Overview
VEGAS looks at the capacity impact on the ASFINAG motorway network generated by automated driving for SAE-levels 2-4. Personal transport by cars and freight transport by trucks are considered. The following questions will be addressed for different market penetration and SAE level:
- Change in travel speeds
- Change of network density and link capacity
- Adaption between automated and conventional vehicles especially in incident cases such as congestion and accident
- Impact of automated driving on capacity of interchanges and entries with subordinate at-grade junctions
- Macroscopic evaluation of shorter breaks at rest-areas
The tasks will be answered by real-world tests, simulation studies and network analysis. Assuming, that all legal issues of automated driving at level 4 and 5 are solved, headways between automated vehicles on motorways will shrink. Since automated vehicles can adopt speed differences better than human drivers, they will accept shorter gaps at motorway mergers and entries. Car following parameters and lane changing gaps for SAE level 2 and 3 will be generated by existing and additional test drives with equipped vehicles by the project team. For SAE level 4 assumptions based on literature values will done supported by test drives with the FTG-driving simulator at TU Graz. SAE level 5 will not be considered in VEGAS. The car-following parameters (in particular speed dependent gaps) and lateral movements (lane changing dependent on gap and speed differences) will be developed for SAE level 2– 4 and validated using the FTG driving simulator.

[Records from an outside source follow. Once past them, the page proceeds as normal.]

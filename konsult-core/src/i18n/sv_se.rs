//! 瑞典语翻译 (sv-SE)

use super::keys::{
    AboutTexts, CaptchaTexts, ContactFormTexts, ContactInfoTexts, ContactTexts, FeaturesTexts,
    HeroTexts, HintTexts, HomeTexts, NavTexts, ServicesTexts, SiteTexts, TitledText, Translations,
};

pub const TRANSLATIONS: Translations = Translations {
    site: SiteTexts {
        brand: "IT Konsult",
        footer: "© IT Konsult. Alla rättigheter förbehållna.",
    },

    nav: NavTexts {
        home: "Hem",
        services: "Tjänster",
        about: "Om mig",
        contact: "Kontakt",
        menu: "Meny",
    },

    home: HomeTexts {
        hero: HeroTexts {
            title: "IT-konsult med passion för innovation",
            subtitle: "Jag hjälper företag att bygga moderna, skalbara och effektiva IT-lösningar",
            cta: "Boka ett samtal",
            cta2: "Se mina tjänster",
        },
        features: FeaturesTexts {
            title: "Varför välja mig?",
            experience: TitledText {
                title: "Bred erfarenhet",
                body: "Många års erfarenhet av komplexa IT-projekt och moderna teknologier",
            },
            quality: TitledText {
                title: "Hög kvalitet",
                body: "Fokus på ren kod, bästa praxis och långsiktiga lösningar",
            },
            flexible: TitledText {
                title: "Flexibel",
                body: "Anpassar mig efter dina behov och arbetar både på plats och remote",
            },
        },
    },

    services: ServicesTexts {
        title: "Mina tjänster",
        subtitle: "Jag erbjuder ett brett utbud av IT-konsulttjänster",
        visare: TitledText {
            title: "Visare",
            body: "Avancerad visualiseringslösning för dataanalys och presentation. Perfekt för företag som behöver omvandla komplex data till tydliga insikter.",
        },
        mapongo: TitledText {
            title: "MapOnGo",
            body: "Innovativ kartbaserad applikation för navigering och platsbaserade tjänster. Idealisk för logistik och fältarbete.",
        },
        consulting: TitledText {
            title: "Konsulttjänster",
            body: "Skräddarsydda IT-konsulttjänster inom systemutveckling, arkitektur och teknisk rådgivning. Jag hjälper dig från idé till färdig lösning.",
        },
        cta: "Intresserad? Kontakta mig",
    },

    about: AboutTexts {
        title: "Om mig",
        intro: "Jag är en erfaren IT-konsult med passion för att skapa innovativa lösningar",
        bio: TitledText {
            title: "Bakgrund",
            body: "Med många års erfarenhet inom IT-branschen har jag arbetat med allt från små startups till stora företag. Min expertis spänner över systemutveckling, arkitektur och projektledning.",
        },
        experience: TitledText {
            title: "Erfarenhet",
            body: "Jag har levererat framgångsrika projekt inom olika branscher och har med teknologier som React, TypeScript, Node.js, Java och C#.",
        },
        approach: TitledText {
            title: "Min approach",
            body: "Jag tror på nära samarbete med kunder och behovsanalys som grund för kvalitet och långsiktighet.",
        },
    },

    contact: ContactTexts {
        title: "Kontakta mig",
        subtitle: "Har du ett projekt eller en idé? Hör av dig!",
        form: ContactFormTexts {
            name: "Namn",
            name_placeholder: "Ditt namn",
            email: "E-post",
            email_placeholder: "din@email.se",
            company: "Företag (frivilligt)",
            company_placeholder: "Ditt företag",
            message: "Meddelande",
            message_placeholder: "Berätta om ditt projekt eller din fråga...",
            submit: "Skicka meddelande",
            sending: "Skickar...",
            success: "Tack för ditt meddelande! Jag återkommer så snart som möjligt.",
            error: "Något gick fel. Vänligen försök igen.",
            required: "Fyll i det här fältet",
            invalid_email: "Ange en giltig e-postadress",
        },
        captcha: CaptchaTexts {
            label: "Jag är inte en robot",
            verified: "Verifierad",
        },
        info: ContactInfoTexts {
            title: "Kontaktinformation",
            email: "E-post",
            email_protected: "Lös CAPTCHA för att se e-postadress",
            location: "Plats",
            location_value: "Sverige",
        },
    },

    hints: HintTexts {
        navigate: "Navigera",
        open: "Öppna",
        switch_panel: "Byt panel",
        next_field: "Nästa fält",
        submit: "Skicka",
        captcha: "CAPTCHA",
        scroll: "Rulla",
        language: "Språk",
        menu: "Meny",
        help: "Hjälp",
        back: "Tillbaka",
        quit: "Avsluta",
        help_title: "Kortkommandon",
    },
};
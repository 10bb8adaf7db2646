//! 提交服务
//!
//! 把 `PendingSubmission` 放到 tokio 运行时上执行，
//! 结果通过无界 mpsc 通道送回主循环。

use std::sync::Arc;
use std::time::Duration;

use konsult_core::contact::{ContactSubmitter, PendingSubmission, SubmissionOutcome};
use tokio::runtime::Handle;
use tokio::sync::mpsc::{self, UnboundedReceiver, UnboundedSender};

/// 后台提交服务
pub struct SubmitService {
    handle: Handle,
    submitter: Arc<dyn ContactSubmitter>,
    timeout: Duration,
    outcomes: UnboundedSender<SubmissionOutcome>,
}

impl SubmitService {
    /// 创建服务，同时返回结果接收端（交给 `app::run`）
    pub fn new(
        handle: Handle,
        submitter: Arc<dyn ContactSubmitter>,
        timeout: Duration,
    ) -> (Self, UnboundedReceiver<SubmissionOutcome>) {
        let (tx, rx) = mpsc::unbounded_channel();
        let service = Self {
            handle,
            submitter,
            timeout,
            outcomes: tx,
        };
        (service, rx)
    }

    /// 在后台发送
    pub fn dispatch(&self, pending: PendingSubmission) {
        let submitter = Arc::clone(&self.submitter);
        let outcomes = self.outcomes.clone();
        let timeout = self.timeout;

        log::debug!(
            "Dispatching submission for mount {}",
            pending.ticket().mount_id()
        );

        self.handle.spawn(async move {
            let outcome = pending.run(submitter.as_ref(), timeout).await;
            // 主循环已退出时接收端被丢弃，结果无人关心
            if outcomes.send(outcome).is_err() {
                log::debug!("Submission finished after shutdown");
            }
        });
    }
}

The project team has extensive validation data for conventional car trajectories. A microscopic traffic flow network will be set up in VISSIM using real world network elements of ASFINAG including different number of lanes and motorway exit/entries. The validated car-following models for each automated vehicle level will be generated using an extended Car2X-interface. Multiple simulation runs with different levels of market penetration will be conducted with varying travel demand. The macroscopic key performance indicators density, capacity and mean speed will be analysed and forecasted for the overall ASFINAG network.